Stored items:
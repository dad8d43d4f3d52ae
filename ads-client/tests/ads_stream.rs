//! End-to-end tests against a tonic ADS server over TCP.

#![cfg(feature = "transport-tonic")]

use std::net::SocketAddr;
use std::pin::Pin;
use std::time::Duration;

use ads_client::{
    ClientConfig, Dispatcher, Error, Node, Resource, ResourceHandler, ServerConfig, SessionState,
    TokioRuntime, TonicAdsClient, TonicTransportBuilder, V3Codec,
};
use envoy_types::pb::envoy::config::cluster::v3::Cluster;
use envoy_types::pb::envoy::config::cluster::v3::cluster::{
    ClusterDiscoveryType, DiscoveryType, EdsClusterConfig,
};
use envoy_types::pb::envoy::config::endpoint::v3::ClusterLoadAssignment;
use envoy_types::pb::envoy::config::listener::v3::filter::ConfigType;
use envoy_types::pb::envoy::config::listener::v3::{Filter, FilterChain, Listener};
use envoy_types::pb::envoy::config::route::v3::RouteConfiguration;
use envoy_types::pb::envoy::extensions::filters::network::http_connection_manager::v3::{
    HttpConnectionManager, Rds, http_connection_manager::RouteSpecifier,
};
use envoy_types::pb::envoy::service::discovery::v3::{
    DeltaDiscoveryRequest, DeltaDiscoveryResponse, DiscoveryRequest, DiscoveryResponse,
    aggregated_discovery_service_server::{
        AggregatedDiscoveryService, AggregatedDiscoveryServiceServer,
    },
};
use envoy_types::pb::google::protobuf::Any;
use prost::Message;
use tokio::net::TcpListener;
use tokio::sync::mpsc;
use tokio::time::timeout;
use tokio_stream::wrappers::TcpListenerStream;
use tokio_stream::{Stream, StreamExt as _};
use tonic::{Code, Request, Response, Status};

const CLUSTER: &str = "type.googleapis.com/envoy.config.cluster.v3.Cluster";
const ENDPOINT: &str = "type.googleapis.com/envoy.config.endpoint.v3.ClusterLoadAssignment";
const LISTENER: &str = "type.googleapis.com/envoy.config.listener.v3.Listener";
const ROUTE: &str = "type.googleapis.com/envoy.config.route.v3.RouteConfiguration";
const HCM: &str = "type.googleapis.com/envoy.extensions.filters.network.http_connection_manager.v3.HttpConnectionManager";

const WAIT: Duration = Duration::from_secs(5);

type ResponseStream = Pin<Box<dyn Stream<Item = Result<DiscoveryResponse, Status>> + Send>>;

/// Answers every subscription with canned resources and records all requests.
///
/// With `fail` set, the stream ends with that status instead.
struct ControlPlane {
    requests: mpsc::UnboundedSender<DiscoveryRequest>,
    fail: Option<Code>,
}

fn any<M: Message>(type_url: &str, message: &M) -> Any {
    Any {
        type_url: type_url.to_string(),
        value: message.encode_to_vec(),
    }
}

fn eds_cluster(name: &str, service_name: Option<&str>) -> Cluster {
    Cluster {
        name: name.to_string(),
        cluster_discovery_type: Some(ClusterDiscoveryType::Type(DiscoveryType::Eds as i32)),
        eds_cluster_config: service_name.map(|service_name| EdsClusterConfig {
            service_name: service_name.to_string(),
            ..Default::default()
        }),
        ..Default::default()
    }
}

fn rds_listener(name: &str, route_config_name: &str) -> Listener {
    let hcm = HttpConnectionManager {
        stat_prefix: name.to_string(),
        route_specifier: Some(RouteSpecifier::Rds(Rds {
            route_config_name: route_config_name.to_string(),
            ..Default::default()
        })),
        ..Default::default()
    };
    Listener {
        name: name.to_string(),
        filter_chains: vec![FilterChain {
            filters: vec![Filter {
                name: "envoy.filters.network.http_connection_manager".to_string(),
                config_type: Some(ConfigType::TypedConfig(any(HCM, &hcm))),
            }],
            ..Default::default()
        }],
        ..Default::default()
    }
}

fn resources_for(request: &DiscoveryRequest) -> Vec<Any> {
    match request.type_url.as_str() {
        CLUSTER => {
            let static_cluster = Cluster {
                name: "static".to_string(),
                cluster_discovery_type: Some(ClusterDiscoveryType::Type(
                    DiscoveryType::Static as i32,
                )),
                ..Default::default()
            };
            vec![
                any(CLUSTER, &eds_cluster("b", None)),
                any(CLUSTER, &static_cluster),
                any(CLUSTER, &eds_cluster("a", Some("svc-a"))),
            ]
        }
        LISTENER => vec![any(LISTENER, &rds_listener("ingress", "r1"))],
        ENDPOINT => request
            .resource_names
            .iter()
            .map(|name| {
                let cla = ClusterLoadAssignment {
                    cluster_name: name.clone(),
                    ..Default::default()
                };
                any(ENDPOINT, &cla)
            })
            .collect(),
        ROUTE => request
            .resource_names
            .iter()
            .map(|name| {
                let route = RouteConfiguration {
                    name: name.clone(),
                    ..Default::default()
                };
                any(ROUTE, &route)
            })
            .collect(),
        _ => Vec::new(),
    }
}

#[tonic::async_trait]
impl AggregatedDiscoveryService for ControlPlane {
    type StreamAggregatedResourcesStream = ResponseStream;

    async fn stream_aggregated_resources(
        &self,
        request: Request<tonic::Streaming<DiscoveryRequest>>,
    ) -> Result<Response<Self::StreamAggregatedResourcesStream>, Status> {
        if let Some(code) = self.fail {
            let failed = tokio_stream::once(Err::<DiscoveryResponse, _>(Status::new(
                code,
                "control plane going away",
            )));
            return Ok(Response::new(Box::pin(failed)));
        }

        let mut inbound = request.into_inner();
        let requests = self.requests.clone();

        let outbound = async_stream::try_stream! {
            let mut sent = 0;
            while let Some(request) = inbound.next().await {
                let request = request?;
                let _ = requests.send(request.clone());

                // Acknowledgments carry the nonce of the response they ack.
                if !request.response_nonce.is_empty() {
                    continue;
                }
                sent += 1;
                yield DiscoveryResponse {
                    version_info: "1".to_string(),
                    resources: resources_for(&request),
                    type_url: request.type_url.clone(),
                    nonce: format!("n{sent}"),
                    ..Default::default()
                };
            }
        };

        Ok(Response::new(Box::pin(outbound)))
    }

    type DeltaAggregatedResourcesStream =
        Pin<Box<dyn Stream<Item = Result<DeltaDiscoveryResponse, Status>> + Send>>;

    async fn delta_aggregated_resources(
        &self,
        _request: Request<tonic::Streaming<DeltaDiscoveryRequest>>,
    ) -> Result<Response<Self::DeltaAggregatedResourcesStream>, Status> {
        Err(Status::unimplemented("delta xDS"))
    }
}

async fn start_control_plane(
    fail: Option<Code>,
) -> (SocketAddr, mpsc::UnboundedReceiver<DiscoveryRequest>) {
    let listener = TcpListener::bind("127.0.0.1:0").await.unwrap();
    let addr = listener.local_addr().unwrap();
    let (requests, rx) = mpsc::unbounded_channel();

    tokio::spawn(async move {
        tonic::transport::Server::builder()
            .add_service(AggregatedDiscoveryServiceServer::new(ControlPlane {
                requests,
                fail,
            }))
            .serve_with_incoming(TcpListenerStream::new(listener))
            .await
            .unwrap();
    });

    (addr, rx)
}

/// Reports each callback as `"<kind>:<names>"`.
struct Collector {
    events: mpsc::UnboundedSender<String>,
}

impl Collector {
    fn report<R: Resource>(&self, kind: &str, resources: &[R]) {
        let names: Vec<&str> = resources.iter().map(Resource::name).collect();
        let _ = self.events.send(format!("{kind}:{}", names.join(",")));
    }
}

impl ResourceHandler<V3Codec> for Collector {
    async fn on_clusters(&self, _: &Dispatcher<V3Codec>, clusters: &[Cluster]) {
        self.report("clusters", clusters);
    }

    async fn on_endpoints(&self, _: &Dispatcher<V3Codec>, endpoints: &[ClusterLoadAssignment]) {
        self.report("endpoints", endpoints);
    }

    async fn on_listeners(&self, _: &Dispatcher<V3Codec>, listeners: &[Listener]) {
        self.report("listeners", listeners);
    }

    async fn on_routes(&self, _: &Dispatcher<V3Codec>, routes: &[RouteConfiguration]) {
        self.report("routes", routes);
    }
}

fn client(
    addr: SocketAddr,
) -> (
    TonicAdsClient<V3Codec, Collector>,
    mpsc::UnboundedReceiver<String>,
) {
    let (events, rx) = mpsc::unbounded_channel();
    let config = ClientConfig::new(
        ServerConfig::new(addr.to_string()),
        Node::new("sidecar~127.0.0.1~test.default~default.svc.cluster.local"),
    );
    let client = TonicAdsClient::new(
        config,
        V3Codec,
        TonicTransportBuilder::new().with_connect_timeout(WAIT),
        Collector { events },
        TokioRuntime,
    );
    (client, rx)
}

#[tokio::test]
async fn discovers_and_cascades_over_grpc() {
    let (addr, mut requests) = start_control_plane(None).await;
    let (client, mut events) = client(addr);
    let done = client.start().await.unwrap();

    let mut seen = Vec::new();
    while seen.len() < 4 {
        seen.push(timeout(WAIT, events.recv()).await.unwrap().unwrap());
    }
    seen.sort();
    assert_eq!(
        seen,
        [
            "clusters:a,b,static",
            "endpoints:b,svc-a",
            "listeners:ingress",
            "routes:r1",
        ]
    );

    // Four subscriptions and four acknowledgments.
    let mut received = Vec::new();
    while received.len() < 8 {
        received.push(timeout(WAIT, requests.recv()).await.unwrap().unwrap());
    }

    client.close();
    timeout(WAIT, done).await.unwrap().unwrap().unwrap();
    assert_eq!(client.state(), SessionState::Closed);

    assert_eq!(received[0].type_url, CLUSTER);
    assert_eq!(received[0].response_nonce, "");
    assert_eq!(
        received[0].node.as_ref().unwrap().id,
        "sidecar~127.0.0.1~test.default~default.svc.cluster.local"
    );
    assert_eq!(received[1].type_url, LISTENER);

    let position = |type_url: &str, ack: bool| {
        received
            .iter()
            .position(|r| r.type_url == type_url && r.response_nonce.is_empty() != ack)
            .unwrap()
    };

    let eds = &received[position(ENDPOINT, false)];
    assert_eq!(eds.resource_names, ["b", "svc-a"]);
    let rds = &received[position(ROUTE, false)];
    assert_eq!(rds.resource_names, ["r1"]);

    // Cascades go out before the acknowledgment of the response that caused them.
    assert!(position(ENDPOINT, false) < position(CLUSTER, true));
    assert!(position(ROUTE, false) < position(LISTENER, true));

    for ack in received.iter().filter(|r| !r.response_nonce.is_empty()) {
        assert_eq!(ack.version_info, "1");
        assert!(ack.resource_names.is_empty());
    }
}

#[tokio::test]
async fn cancelled_status_ends_cleanly() {
    let (addr, _requests) = start_control_plane(Some(Code::Cancelled)).await;
    let (client, _events) = client(addr);

    timeout(WAIT, client.run()).await.unwrap().unwrap();
    assert_eq!(client.state(), SessionState::Closed);
}

#[tokio::test]
async fn unavailable_status_is_fatal() {
    let (addr, _requests) = start_control_plane(Some(Code::Unavailable)).await;
    let (client, _events) = client(addr);

    let err = timeout(WAIT, client.run()).await.unwrap().unwrap_err();
    match err {
        Error::ConnectionClosed(inner) => match *inner {
            Error::Stream(status) => assert_eq!(status.code(), Code::Unavailable),
            other => panic!("unexpected cause: {other}"),
        },
        other => panic!("unexpected error: {other}"),
    }
    assert_eq!(client.state(), SessionState::Closed);
}

#[tokio::test]
async fn unreachable_server_leaves_client_disconnected() {
    let listener = TcpListener::bind("127.0.0.1:0").await.unwrap();
    let addr = listener.local_addr().unwrap();
    drop(listener);

    let (client, _events) = client(addr);
    let err = timeout(WAIT, client.connect()).await.unwrap().unwrap_err();
    assert!(matches!(err, Error::Connection(_)), "{err:?}");
    assert_eq!(client.state(), SessionState::Disconnected);
}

# TO DO
Read through the entries and count the lines where "true" appears; respond with the number only.

# SOLUTION
2